[Action item]
Copy exactly the last part of the entries, starting from the line with "for corner in" and including the final line.

[Excerpted records]
-------

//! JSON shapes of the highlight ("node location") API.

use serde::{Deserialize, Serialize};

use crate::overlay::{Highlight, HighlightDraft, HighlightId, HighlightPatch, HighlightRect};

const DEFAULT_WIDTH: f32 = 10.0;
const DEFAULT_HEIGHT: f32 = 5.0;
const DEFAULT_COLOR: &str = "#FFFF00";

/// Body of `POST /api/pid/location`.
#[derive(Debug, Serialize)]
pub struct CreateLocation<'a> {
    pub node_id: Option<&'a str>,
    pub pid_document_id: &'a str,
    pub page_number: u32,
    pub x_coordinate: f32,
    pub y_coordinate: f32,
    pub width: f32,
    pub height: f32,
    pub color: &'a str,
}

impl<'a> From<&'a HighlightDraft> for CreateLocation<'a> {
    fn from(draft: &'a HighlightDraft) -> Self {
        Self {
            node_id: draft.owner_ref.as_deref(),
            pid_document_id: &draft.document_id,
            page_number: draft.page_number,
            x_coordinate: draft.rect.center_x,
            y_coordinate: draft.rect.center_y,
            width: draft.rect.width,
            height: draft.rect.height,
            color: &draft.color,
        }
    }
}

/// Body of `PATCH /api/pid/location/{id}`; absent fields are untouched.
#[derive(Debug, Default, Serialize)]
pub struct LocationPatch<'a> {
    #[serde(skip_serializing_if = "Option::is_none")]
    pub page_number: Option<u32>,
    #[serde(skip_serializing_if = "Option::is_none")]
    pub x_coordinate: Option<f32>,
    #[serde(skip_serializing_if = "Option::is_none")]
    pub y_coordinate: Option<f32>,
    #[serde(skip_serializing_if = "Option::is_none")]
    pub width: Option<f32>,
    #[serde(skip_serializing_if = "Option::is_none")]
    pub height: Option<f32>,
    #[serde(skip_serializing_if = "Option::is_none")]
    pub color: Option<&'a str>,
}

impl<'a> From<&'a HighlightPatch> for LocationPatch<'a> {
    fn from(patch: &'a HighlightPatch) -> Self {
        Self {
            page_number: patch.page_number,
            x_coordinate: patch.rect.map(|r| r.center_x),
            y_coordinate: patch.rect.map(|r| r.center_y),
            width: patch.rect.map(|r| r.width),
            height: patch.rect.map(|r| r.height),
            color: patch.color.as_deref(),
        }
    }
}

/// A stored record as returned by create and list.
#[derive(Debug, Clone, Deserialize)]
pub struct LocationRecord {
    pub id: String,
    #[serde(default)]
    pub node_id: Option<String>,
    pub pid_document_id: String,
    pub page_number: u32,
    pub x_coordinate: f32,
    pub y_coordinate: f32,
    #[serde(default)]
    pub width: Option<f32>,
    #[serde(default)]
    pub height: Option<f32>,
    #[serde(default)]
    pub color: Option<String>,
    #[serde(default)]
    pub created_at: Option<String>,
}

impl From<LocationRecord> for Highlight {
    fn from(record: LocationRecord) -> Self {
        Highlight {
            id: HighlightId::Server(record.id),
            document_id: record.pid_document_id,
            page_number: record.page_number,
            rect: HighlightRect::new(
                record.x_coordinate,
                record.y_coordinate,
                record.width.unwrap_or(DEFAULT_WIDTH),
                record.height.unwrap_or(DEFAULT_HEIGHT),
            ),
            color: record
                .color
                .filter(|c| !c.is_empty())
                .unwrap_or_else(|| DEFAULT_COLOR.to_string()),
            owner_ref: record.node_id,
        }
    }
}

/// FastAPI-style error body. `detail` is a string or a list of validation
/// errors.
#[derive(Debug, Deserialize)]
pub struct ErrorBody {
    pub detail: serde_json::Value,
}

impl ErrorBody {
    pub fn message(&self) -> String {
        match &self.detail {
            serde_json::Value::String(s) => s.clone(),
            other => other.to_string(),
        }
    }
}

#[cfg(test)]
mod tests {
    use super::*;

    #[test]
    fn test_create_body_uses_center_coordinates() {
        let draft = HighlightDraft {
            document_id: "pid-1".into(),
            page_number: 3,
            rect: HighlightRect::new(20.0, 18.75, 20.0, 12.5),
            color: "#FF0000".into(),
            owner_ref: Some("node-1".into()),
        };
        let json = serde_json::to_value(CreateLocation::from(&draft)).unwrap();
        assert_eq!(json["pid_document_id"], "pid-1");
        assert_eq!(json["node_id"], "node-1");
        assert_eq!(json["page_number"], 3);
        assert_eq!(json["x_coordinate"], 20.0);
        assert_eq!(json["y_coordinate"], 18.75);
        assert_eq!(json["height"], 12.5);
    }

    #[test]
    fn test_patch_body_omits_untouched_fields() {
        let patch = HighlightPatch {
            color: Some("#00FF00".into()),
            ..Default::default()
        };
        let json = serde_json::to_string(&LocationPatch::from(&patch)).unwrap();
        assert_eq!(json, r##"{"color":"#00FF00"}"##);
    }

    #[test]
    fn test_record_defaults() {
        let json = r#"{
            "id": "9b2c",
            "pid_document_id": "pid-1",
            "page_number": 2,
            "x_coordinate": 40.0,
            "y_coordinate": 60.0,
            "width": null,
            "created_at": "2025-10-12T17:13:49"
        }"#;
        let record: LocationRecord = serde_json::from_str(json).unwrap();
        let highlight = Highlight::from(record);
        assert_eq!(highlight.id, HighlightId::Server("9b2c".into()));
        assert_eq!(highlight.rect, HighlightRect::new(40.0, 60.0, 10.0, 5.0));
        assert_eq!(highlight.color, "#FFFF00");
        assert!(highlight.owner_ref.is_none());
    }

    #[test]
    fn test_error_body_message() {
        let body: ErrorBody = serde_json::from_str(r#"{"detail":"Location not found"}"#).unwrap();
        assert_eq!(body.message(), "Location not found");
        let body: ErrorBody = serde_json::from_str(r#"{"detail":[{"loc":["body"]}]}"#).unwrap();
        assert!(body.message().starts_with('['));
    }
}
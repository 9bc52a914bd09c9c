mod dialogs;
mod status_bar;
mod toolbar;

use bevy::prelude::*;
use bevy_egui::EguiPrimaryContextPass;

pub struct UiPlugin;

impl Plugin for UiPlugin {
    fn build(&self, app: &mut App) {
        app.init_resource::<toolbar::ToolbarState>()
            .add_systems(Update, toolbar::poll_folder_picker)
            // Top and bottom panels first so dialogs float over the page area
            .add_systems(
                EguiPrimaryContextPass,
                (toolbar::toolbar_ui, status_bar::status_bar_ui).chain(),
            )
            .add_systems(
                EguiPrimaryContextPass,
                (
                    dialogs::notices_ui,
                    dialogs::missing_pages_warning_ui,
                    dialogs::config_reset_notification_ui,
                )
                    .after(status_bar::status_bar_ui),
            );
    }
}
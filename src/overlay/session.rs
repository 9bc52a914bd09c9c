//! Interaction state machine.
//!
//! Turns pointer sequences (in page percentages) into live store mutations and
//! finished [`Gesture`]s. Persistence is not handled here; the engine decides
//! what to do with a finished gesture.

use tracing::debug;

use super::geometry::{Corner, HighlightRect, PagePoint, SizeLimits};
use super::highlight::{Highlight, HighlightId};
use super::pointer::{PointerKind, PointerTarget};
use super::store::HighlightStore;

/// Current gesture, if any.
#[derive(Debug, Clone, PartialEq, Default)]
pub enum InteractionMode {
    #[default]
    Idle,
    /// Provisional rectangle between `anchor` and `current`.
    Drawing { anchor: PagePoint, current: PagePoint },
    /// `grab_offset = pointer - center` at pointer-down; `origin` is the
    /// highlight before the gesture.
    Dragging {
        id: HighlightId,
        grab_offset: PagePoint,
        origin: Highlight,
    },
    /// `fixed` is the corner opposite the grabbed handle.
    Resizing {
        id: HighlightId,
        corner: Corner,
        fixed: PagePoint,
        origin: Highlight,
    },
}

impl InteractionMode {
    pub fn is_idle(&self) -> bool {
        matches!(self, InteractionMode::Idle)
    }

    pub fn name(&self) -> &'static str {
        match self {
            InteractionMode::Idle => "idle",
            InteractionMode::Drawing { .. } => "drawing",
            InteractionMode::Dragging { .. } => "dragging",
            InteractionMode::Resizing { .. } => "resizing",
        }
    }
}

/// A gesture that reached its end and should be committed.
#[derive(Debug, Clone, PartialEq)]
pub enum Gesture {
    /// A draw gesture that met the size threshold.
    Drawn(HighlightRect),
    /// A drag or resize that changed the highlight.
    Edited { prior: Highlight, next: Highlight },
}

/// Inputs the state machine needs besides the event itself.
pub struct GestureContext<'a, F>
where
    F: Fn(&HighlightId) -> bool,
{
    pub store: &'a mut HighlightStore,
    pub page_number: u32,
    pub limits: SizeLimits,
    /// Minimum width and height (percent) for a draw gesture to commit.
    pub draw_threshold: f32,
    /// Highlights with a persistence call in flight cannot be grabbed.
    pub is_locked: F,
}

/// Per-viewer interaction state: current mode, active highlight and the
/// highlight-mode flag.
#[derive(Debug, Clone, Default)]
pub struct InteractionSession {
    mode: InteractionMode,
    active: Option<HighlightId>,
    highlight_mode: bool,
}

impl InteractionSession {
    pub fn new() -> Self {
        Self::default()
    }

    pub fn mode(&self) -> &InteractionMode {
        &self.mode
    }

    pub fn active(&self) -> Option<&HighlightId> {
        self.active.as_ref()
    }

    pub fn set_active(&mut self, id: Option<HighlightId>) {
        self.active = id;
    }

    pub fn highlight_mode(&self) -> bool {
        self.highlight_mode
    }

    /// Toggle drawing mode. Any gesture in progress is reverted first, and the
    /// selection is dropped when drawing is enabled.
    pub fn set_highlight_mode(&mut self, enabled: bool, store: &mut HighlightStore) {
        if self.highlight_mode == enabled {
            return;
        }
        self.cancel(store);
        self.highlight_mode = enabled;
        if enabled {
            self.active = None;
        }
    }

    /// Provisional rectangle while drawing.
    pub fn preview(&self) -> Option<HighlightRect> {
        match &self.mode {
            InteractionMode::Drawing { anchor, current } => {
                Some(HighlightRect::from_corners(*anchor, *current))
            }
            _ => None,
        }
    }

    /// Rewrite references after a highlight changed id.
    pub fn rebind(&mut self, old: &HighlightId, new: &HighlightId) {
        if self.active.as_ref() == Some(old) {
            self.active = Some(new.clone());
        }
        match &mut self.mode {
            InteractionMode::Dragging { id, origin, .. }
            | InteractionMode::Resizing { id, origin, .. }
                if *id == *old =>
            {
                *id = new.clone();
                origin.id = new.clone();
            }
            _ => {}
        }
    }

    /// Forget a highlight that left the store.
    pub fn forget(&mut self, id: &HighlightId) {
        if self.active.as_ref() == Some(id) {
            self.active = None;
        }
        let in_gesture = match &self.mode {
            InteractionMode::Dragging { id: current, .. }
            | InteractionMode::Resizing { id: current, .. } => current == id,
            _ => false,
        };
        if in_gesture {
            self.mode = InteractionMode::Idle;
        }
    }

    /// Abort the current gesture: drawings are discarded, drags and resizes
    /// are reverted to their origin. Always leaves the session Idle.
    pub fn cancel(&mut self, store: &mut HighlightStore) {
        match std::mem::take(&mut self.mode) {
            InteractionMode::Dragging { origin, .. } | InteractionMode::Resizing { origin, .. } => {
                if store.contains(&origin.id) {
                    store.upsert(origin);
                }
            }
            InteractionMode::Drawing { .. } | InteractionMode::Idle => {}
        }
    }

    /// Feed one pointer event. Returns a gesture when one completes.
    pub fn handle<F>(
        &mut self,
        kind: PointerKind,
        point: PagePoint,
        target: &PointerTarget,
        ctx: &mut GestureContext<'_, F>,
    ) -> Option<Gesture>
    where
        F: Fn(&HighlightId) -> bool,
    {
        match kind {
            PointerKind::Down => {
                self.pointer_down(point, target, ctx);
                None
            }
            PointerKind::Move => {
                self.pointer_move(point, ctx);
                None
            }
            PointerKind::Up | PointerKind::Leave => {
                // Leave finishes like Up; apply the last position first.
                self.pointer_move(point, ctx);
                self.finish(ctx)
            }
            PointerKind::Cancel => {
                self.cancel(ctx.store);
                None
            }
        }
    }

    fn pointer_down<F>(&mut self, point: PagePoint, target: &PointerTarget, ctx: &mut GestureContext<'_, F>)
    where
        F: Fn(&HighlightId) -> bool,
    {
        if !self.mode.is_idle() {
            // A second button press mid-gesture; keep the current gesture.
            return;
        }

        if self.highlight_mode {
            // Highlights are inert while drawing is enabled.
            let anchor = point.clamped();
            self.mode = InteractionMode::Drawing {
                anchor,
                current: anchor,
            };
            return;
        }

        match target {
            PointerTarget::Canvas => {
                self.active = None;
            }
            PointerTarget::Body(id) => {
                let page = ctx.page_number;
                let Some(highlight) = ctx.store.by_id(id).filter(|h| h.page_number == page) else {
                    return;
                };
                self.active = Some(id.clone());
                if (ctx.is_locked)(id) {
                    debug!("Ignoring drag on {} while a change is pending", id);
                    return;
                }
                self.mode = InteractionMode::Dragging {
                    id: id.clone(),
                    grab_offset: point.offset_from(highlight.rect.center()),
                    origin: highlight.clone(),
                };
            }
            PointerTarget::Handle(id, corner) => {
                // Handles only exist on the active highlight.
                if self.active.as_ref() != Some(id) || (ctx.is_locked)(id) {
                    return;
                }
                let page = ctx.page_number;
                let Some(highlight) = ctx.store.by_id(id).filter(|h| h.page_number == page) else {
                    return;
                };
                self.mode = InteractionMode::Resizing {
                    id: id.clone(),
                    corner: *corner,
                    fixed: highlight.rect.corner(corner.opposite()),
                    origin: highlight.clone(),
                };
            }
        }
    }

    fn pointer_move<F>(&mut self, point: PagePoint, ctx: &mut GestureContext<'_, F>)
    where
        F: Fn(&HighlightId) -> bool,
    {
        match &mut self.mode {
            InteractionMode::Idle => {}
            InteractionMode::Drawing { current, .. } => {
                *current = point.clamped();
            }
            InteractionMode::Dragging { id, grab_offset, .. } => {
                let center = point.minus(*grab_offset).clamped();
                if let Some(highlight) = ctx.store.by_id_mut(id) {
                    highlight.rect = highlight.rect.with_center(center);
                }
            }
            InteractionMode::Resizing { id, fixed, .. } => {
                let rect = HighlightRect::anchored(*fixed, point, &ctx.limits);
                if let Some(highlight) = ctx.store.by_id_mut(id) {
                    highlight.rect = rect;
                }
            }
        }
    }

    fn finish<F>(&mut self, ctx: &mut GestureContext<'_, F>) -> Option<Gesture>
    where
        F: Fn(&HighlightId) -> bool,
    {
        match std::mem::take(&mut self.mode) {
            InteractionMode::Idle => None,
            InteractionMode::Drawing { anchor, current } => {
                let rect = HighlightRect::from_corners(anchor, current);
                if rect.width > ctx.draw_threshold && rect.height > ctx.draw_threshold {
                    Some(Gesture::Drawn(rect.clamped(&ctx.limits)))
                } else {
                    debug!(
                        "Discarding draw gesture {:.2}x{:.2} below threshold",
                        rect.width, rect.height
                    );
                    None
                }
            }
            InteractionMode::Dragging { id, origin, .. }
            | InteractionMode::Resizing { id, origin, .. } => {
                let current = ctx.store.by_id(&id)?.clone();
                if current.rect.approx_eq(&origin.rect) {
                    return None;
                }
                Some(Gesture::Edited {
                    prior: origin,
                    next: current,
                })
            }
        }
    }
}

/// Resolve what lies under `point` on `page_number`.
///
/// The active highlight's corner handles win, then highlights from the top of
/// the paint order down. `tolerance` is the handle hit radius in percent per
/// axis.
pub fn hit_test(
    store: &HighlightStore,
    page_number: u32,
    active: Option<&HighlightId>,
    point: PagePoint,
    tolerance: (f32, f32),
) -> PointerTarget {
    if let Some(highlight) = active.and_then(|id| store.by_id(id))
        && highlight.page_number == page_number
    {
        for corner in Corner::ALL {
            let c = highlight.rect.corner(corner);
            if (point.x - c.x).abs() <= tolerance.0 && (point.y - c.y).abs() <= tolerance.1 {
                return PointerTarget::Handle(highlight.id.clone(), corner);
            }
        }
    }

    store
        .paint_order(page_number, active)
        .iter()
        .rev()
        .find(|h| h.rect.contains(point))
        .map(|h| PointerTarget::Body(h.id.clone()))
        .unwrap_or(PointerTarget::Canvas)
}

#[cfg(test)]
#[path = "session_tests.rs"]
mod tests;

-------

[Reply]
        for corner in Corner::ALL {
            let c = highlight.rect.corner(corner);
            if (point.x - c.x).abs() <= tolerance.0 && (point.y - c.y).abs() <= tolerance.1 {
                return PointerTarget::Handle(highlight.id.clone(), corner);
            }
        }
    }

    store
        .paint_order(page_number, active)
        .iter()
        .rev()
        .find(|h| h.rect.contains(point))
        .map(|h| PointerTarget::Body(h.id.clone()))
        .unwrap_or(PointerTarget::Canvas)
}

#[cfg(test)]
#[path = "session_tests.rs"]
mod tests;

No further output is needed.